* _The task_
Starting at the line that contains "#![deny(unsafe_code)]", output each line through the end of the data exactly, and nothing more.

[Collection entries]
Segment Open

//! # WRAITH Engine - Viewer Synchronization
//!
//! Keeps client-side display entities in step with server-side [`Model`]s.
//!
//! ## Architecture
//!
//! - **Schema**: the host declares a version; one [`HostSchema`] is picked
//!   and every property is bound against it once, at start-up
//! - **Tracker**: owns live models and their viewer sets behind one lock
//! - **Renderer**: full renders, interpolated moves, teleports, removal
//! - **Scheduler**: fixed-rate ticks that push only what changed
//! - **Transport**: fire-and-forget delivery handed to the host
//!
//! ```text
//! UpdateScheduler::run_due ─> Engine::tick ─> ModelTracker::update_all
//!                                                │ dirty properties only
//!                                                v
//!                                      PropertyRegistry::writes ─> FieldTransport ─> viewers
//! ```
//!
//! ## Example
//!
//! ```rust,ignore
//! use wraith_engine::{DisplaySchema, Engine, EngineConfig, EngineParts, UpdateScheduler};
//!
//! let mut scheduler = UpdateScheduler::for_config(&config)?;
//! let engine = Engine::<MyHost>::new(config, &DisplaySchema::builtin(), parts)?;
//! let id = engine.spawn_text_model(location, "Hello".into())?;
//! engine.renderer().render_at(id, target, 20)?;
//! loop {
//!     scheduler.wait_for_next_tick();
//!     scheduler.run_due(&engine);
//! }
//! ```
//!
//! [`Model`]: wraith_core::Model

#![deny(unsafe_code)]
#![warn(missing_docs)]
#![deny(clippy::all)]
#![warn(clippy::pedantic)]

pub mod config;
pub mod engine;
pub mod host;
pub mod packet;
pub mod registry;
pub mod renderer;
pub mod scheduler;
pub mod schema;
pub mod tracker;
pub mod transport;

pub use config::EngineConfig;
pub use engine::{Engine, EngineParts, TickReport};
pub use host::{EntityIdAllocator, ProximityOracle, SequentialEntityIds};
pub use packet::{FieldWrite, PropertyValue, ViewerPacket};
pub use registry::{Binding, PropertyRegistry};
pub use renderer::Renderer;
pub use scheduler::{TickStats, UpdateScheduler};
pub use schema::{select_schema, DisplaySchema, FieldHandle, HostSchema};
pub use tracker::{ModelTracker, SyncStats, VisibilityChange};
pub use transport::{ChannelTransport, Delivery, FieldTransport, TransportStats};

Segment Closed

* _Written reply_
#![deny(unsafe_code)]
#![warn(missing_docs)]
#![deny(clippy::all)]
#![warn(clippy::pedantic)]

pub mod config;
pub mod engine;
pub mod host;
pub mod packet;
pub mod registry;
pub mod renderer;
pub mod scheduler;
pub mod schema;
pub mod tracker;
pub mod transport;

pub use config::EngineConfig;
pub use engine::{Engine, EngineParts, TickReport};
pub use host::{EntityIdAllocator, ProximityOracle, SequentialEntityIds};
pub use packet::{FieldWrite, PropertyValue, ViewerPacket};
pub use registry::{Binding, PropertyRegistry};
pub use renderer::Renderer;
pub use scheduler::{TickStats, UpdateScheduler};
pub use schema::{select_schema, DisplaySchema, FieldHandle, HostSchema};
pub use tracker::{ModelTracker, SyncStats, VisibilityChange};
pub use transport::{ChannelTransport, Delivery, FieldTransport, TransportStats};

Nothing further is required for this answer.